Artists take on space and sound at the Pulitzer Arts Foundation in St. Louis

Seven Tears, 2016 by Scottish artist Susan Philipsz responds to Tadao Ando's museum architecture. (Alise O’Brien/Courtesy Pulitzer Arts Foundation)

St. Louis, Missouri, is having a cultural moment. Architecture-related arts projects abound, meaning artists are taking serious note of how structure and spaces might inspire their work.

In the Pulitzer Arts Foundation’s Tadao Ando-designed building, Turner Prize-winning Scottish artist Susan Philipsz has responded to the building itself. Commissioned for the Foundation’s water court, Too Much I Once Lamented, 2019 features five speakers playing the artist’s sung rendition of a 1622 ballad by composter Thomas Tomkins. It’s a response to the acoustics found in the space’s hard and liquid surfaces. Philipsz, who specializes in sound installations that transform space into “immersive environments of architecture and song,” utilized reflection and projection for this site-specific work.

Image of courtyard within concrete art museum and reflecting pool
The Pulitzer Arts Foundation headquarters by Tadao Ando (Courtesy Puiltzer Arts Foundation)

Also on display at the Foundation is Zarina: Atlas of Her World, created by the Indian-American artist Zarina who wanted to be an architect but instead studied mathematics and printmaking. Now 82-years old, she draws inspiration from her childhood during and after Partition, the 1947 division of British India into the independent states of India and Pakistan. The idea of displacement and the notion of home, together with her interest in modernism, abstraction, and geometry, can be seen in Home Is a Foreign Place (1999). In this piece, Zarina features 36 woodcuts that each evoke architectural spaces (Threshold, Door, and Courtyard).

A grid of arches in Zarina’s Shadow House I, 2008 recalls domestic spaces and jalis, the ubiquitous Indian architectural stone screens. Pool II, 1980, a paper sculpture, “hints at the architecture of her homeland, including courtyards, arches, and stepwells.” Delhi, 2000 is a three-part work showing the city in plan and section.

Interior shot of exhibition hall with wall of framed images
Home Is a Foreign Place (1999) (Courtesy Pulitzer Arts Foundation)

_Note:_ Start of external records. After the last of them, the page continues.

//! Inter-stage interface declarations
//!
//! Outputs of one stage become the inputs of the next one with the same
//! location, type, name, interpolation and array size. Geometry and
//! tesselation control inputs turn scalar outputs into arrays sized by the
//! input primitive (see `shader::StageWiringContext`).

use super::{block_body, members_are_valid, ArraySize, Declaration, DeclarationKind, Member};
use crate::keys::{Interpolation, VariableType};

fn interface_variable(
    location: u32,
    interpolation: Option<Interpolation>,
    storage: &str,
    variable_type: &VariableType,
    name: &str,
    array_size: ArraySize,
) -> String {
    let interpolation = interpolation
        .map(|i| format!("{} ", i.to_str()))
        .unwrap_or_default();
    format!(
        "layout(location = {}) {}{} {} {}{};\n",
        location,
        interpolation,
        storage,
        variable_type,
        name,
        array_size.suffix()
    )
}

fn interface_variable_is_valid(
    name: &str,
    variable_type: &VariableType,
    array_size: ArraySize,
) -> bool {
    !name.is_empty() && variable_type.is_interface() && array_size.is_valid()
}

// ===== STAGE OUTPUT =====

/// Variable sent to the next stage (`layout(location = L) smooth out vec4 name;`)
#[derive(Debug, Clone, PartialEq, Eq)]
pub struct StageOutput {
    location: u32,
    variable_type: VariableType,
    name: String,
    interpolation: Option<Interpolation>,
    array_size: ArraySize,
}

impl StageOutput {
    pub fn new(location: u32, variable_type: VariableType, name: impl Into<String>) -> Self {
        Self {
            location,
            variable_type,
            name: name.into(),
            interpolation: None,
            array_size: ArraySize::None,
        }
    }

    pub fn with_interpolation(mut self, interpolation: Interpolation) -> Self {
        self.interpolation = Some(interpolation);
        self
    }

    pub fn with_array_size(mut self, array_size: ArraySize) -> Self {
        self.array_size = array_size;
        self
    }

    pub fn location(&self) -> u32 {
        self.location
    }

    pub fn variable_type(&self) -> &VariableType {
        &self.variable_type
    }

    pub fn interpolation(&self) -> Option<Interpolation> {
        self.interpolation
    }

    pub fn array_size(&self) -> ArraySize {
        self.array_size
    }
}

impl Declaration for StageOutput {
    const KIND: DeclarationKind = DeclarationKind::StageOutput;

    fn name(&self) -> &str {
        &self.name
    }

    fn is_valid(&self) -> bool {
        interface_variable_is_valid(&self.name, &self.variable_type, self.array_size)
    }

    fn source_code(&self) -> String {
        interface_variable(
            self.location,
            self.interpolation,
            "out",
            &self.variable_type,
            &self.name,
            self.array_size,
        )
    }

    fn bytes(&self) -> u32 {
        self.variable_type.bytes() * self.array_size.multiplier()
    }
}

// ===== STAGE INPUT =====

/// Variable received from the previous stage (`layout(location = L) smooth in vec4 name;`)
#[derive(Debug, Clone, PartialEq, Eq)]
pub struct StageInput {
    location: u32,
    variable_type: VariableType,
    name: String,
    interpolation: Option<Interpolation>,
    array_size: ArraySize,
}

impl StageInput {
    pub fn new(location: u32, variable_type: VariableType, name: impl Into<String>) -> Self {
        Self {
            location,
            variable_type,
            name: name.into(),
            interpolation: None,
            array_size: ArraySize::None,
        }
    }

    /// Mirror an upstream output with a different array size
    pub fn from_output_with_array_size(output: &StageOutput, array_size: ArraySize) -> Self {
        Self {
            array_size,
            ..Self::from(output)
        }
    }

    pub fn with_interpolation(mut self, interpolation: Interpolation) -> Self {
        self.interpolation = Some(interpolation);
        self
    }

    pub fn with_array_size(mut self, array_size: ArraySize) -> Self {
        self.array_size = array_size;
        self
    }

    pub fn location(&self) -> u32 {
        self.location
    }

    pub fn variable_type(&self) -> &VariableType {
        &self.variable_type
    }

    pub fn interpolation(&self) -> Option<Interpolation> {
        self.interpolation
    }

    pub fn array_size(&self) -> ArraySize {
        self.array_size
    }
}

impl From<&StageOutput> for StageInput {
    fn from(output: &StageOutput) -> Self {
        Self {
            location: output.location,
            variable_type: output.variable_type.clone(),
            name: output.name.clone(),
            interpolation: output.interpolation,
            array_size: output.array_size,
        }
    }
}

impl Declaration for StageInput {
    const KIND: DeclarationKind = DeclarationKind::StageInput;

    fn name(&self) -> &str {
        &self.name
    }

    fn is_valid(&self) -> bool {
        interface_variable_is_valid(&self.name, &self.variable_type, self.array_size)
    }

    fn source_code(&self) -> String {
        interface_variable(
            self.location,
            self.interpolation,
            "in",
            &self.variable_type,
            &self.name,
            self.array_size,
        )
    }

    fn bytes(&self) -> u32 {
        self.variable_type.bytes() * self.array_size.multiplier()
    }

    fn is_unsized_input(&self) -> bool {
        self.array_size == ArraySize::Unsized
    }
}

// ===== OUTPUT BLOCK =====

/// Interface block sent to the next stage
///
/// ```text
/// layout(location = 1) out VertexData
/// {
///     smooth vec4 color;
/// } vertexData;
/// ```
#[derive(Debug, Clone, PartialEq, Eq)]
pub struct OutputBlock {
    location: u32,
    name: String,
    instance_name: String,
    members: Vec<Member>,
    array_size: ArraySize,
}

impl OutputBlock {
    pub fn new(location: u32, name: impl Into<String>, instance_name: impl Into<String>) -> Self {
        Self {
            location,
            name: name.into(),
            instance_name: instance_name.into(),
            members: Vec::new(),
            array_size: ArraySize::None,
        }
    }

    pub fn with_member(mut self, member: Member) -> Self {
        self.members.push(member);
        self
    }

    pub fn with_array_size(mut self, array_size: ArraySize) -> Self {
        self.array_size = array_size;
        self
    }

    pub fn location(&self) -> u32 {
        self.location
    }

    pub fn instance_name(&self) -> &str {
        &self.instance_name
    }

    pub fn members(&self) -> &[Member] {
        &self.members
    }

    pub fn array_size(&self) -> ArraySize {
        self.array_size
    }
}

impl Declaration for OutputBlock {
    const KIND: DeclarationKind = DeclarationKind::OutputBlock;

    fn name(&self) -> &str {
        &self.name
    }

    fn is_valid(&self) -> bool {
        !self.name.is_empty()
            && !self.instance_name.is_empty()
            && members_are_valid(&self.members)
            && self.array_size.is_valid()
    }

    fn source_code(&self) -> String {
        format!(
            "layout(location = {}) out {}\n{}",
            self.location,
            self.name,
            block_body(&self.members, Some(&self.instance_name), self.array_size)
        )
    }
}

// ===== INPUT BLOCK =====

/// Interface block received from the previous stage
#[derive(Debug, Clone, PartialEq, Eq)]
pub struct InputBlock {
    location: u32,
    name: String,
    instance_name: String,
    members: Vec<Member>,
    array_size: ArraySize,
}

impl InputBlock {
    pub fn new(location: u32, name: impl Into<String>, instance_name: impl Into<String>) -> Self {
        Self {
            location,
            name: name.into(),
            instance_name: instance_name.into(),
            members: Vec::new(),
            array_size: ArraySize::None,
        }
    }

    /// Mirror an upstream block with a different array size
    pub fn from_output_with_array_size(output: &OutputBlock, array_size: ArraySize) -> Self {
        Self {
            array_size,
            ..Self::from(output)
        }
    }

    pub fn with_member(mut self, member: Member) -> Self {
        self.members.push(member);
        self
    }

    pub fn with_array_size(mut self, array_size: ArraySize) -> Self {
        self.array_size = array_size;
        self
    }

    pub fn location(&self) -> u32 {
        self.location
    }

    pub fn instance_name(&self) -> &str {
        &self.instance_name
    }

    pub fn members(&self) -> &[Member] {
        &self.members
    }

    pub fn array_size(&self) -> ArraySize {
        self.array_size
    }
}

impl From<&OutputBlock> for InputBlock {
    fn from(output: &OutputBlock) -> Self {
        Self {
            location: output.location,
            name: output.name.clone(),
            instance_name: output.instance_name.clone(),
            members: output.members.clone(),
            array_size: output.array_size,
        }
    }
}

impl Declaration for InputBlock {
    const KIND: DeclarationKind = DeclarationKind::InputBlock;

    fn name(&self) -> &str {
        &self.name
    }

    fn is_valid(&self) -> bool {
        !self.name.is_empty()
            && !self.instance_name.is_empty()
            && members_are_valid(&self.members)
            && self.array_size.is_valid()
    }

    fn source_code(&self) -> String {
        format!(
            "layout(location = {}) in {}\n{}",
            self.location,
            self.name,
            block_body(&self.members, Some(&self.instance_name), self.array_size)
        )
    }

    fn is_unsized_input(&self) -> bool {
        self.array_size == ArraySize::Unsized
    }
}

Across the street from the Ando building on an empty lot, the Foundation has commissioned Park-Like by landscaper designer Chris Carl of Studio Land Arts. Coming next spring, the lot will turn into a sustainable rain garden, plant installation, and public space—a piece of infrastructure for biodiversity. The site was bulldozed to create two hills and during excavation, building fragments were unearthed and incorporated into the design. When it opens, thick black mulch necklaces will snake across the paths as native and non-native plants and flowers carpet spaces for walking, seating, and playing.

Outdoor shot of park under construction
Park-Like coming spring 2020 (Courtesy Pulitzer Arts Foundation)

Studio Land Arts, a Granite City, Illinois-based firm, sits just across the Mississippi River from St. Louis. It’s a steel-manufacturing town founded in 1896 that’s had a mini-revival in the last decade, though it still suffers from poverty. Newfound enthusiasm in the area has made Granite City a ripe location for creative placemaking.

Groups like Granite City Art and Design District (G-CADD), founded by a trained urban planner who helps microfinance creative spaces, are doing big things. G-CADD’s current New American Gardening project turns vacant lots and post-industrial land into art pieces like Slot Lot, a sculptural reassembly of a parking lot with excavated rectangles reassembled in asphalt stacks. Similar to Park-Like, Slot Lot‘s success is predicated upon the transformation of mundane, everyday spaces that, when paid attention to, become community cornerstones.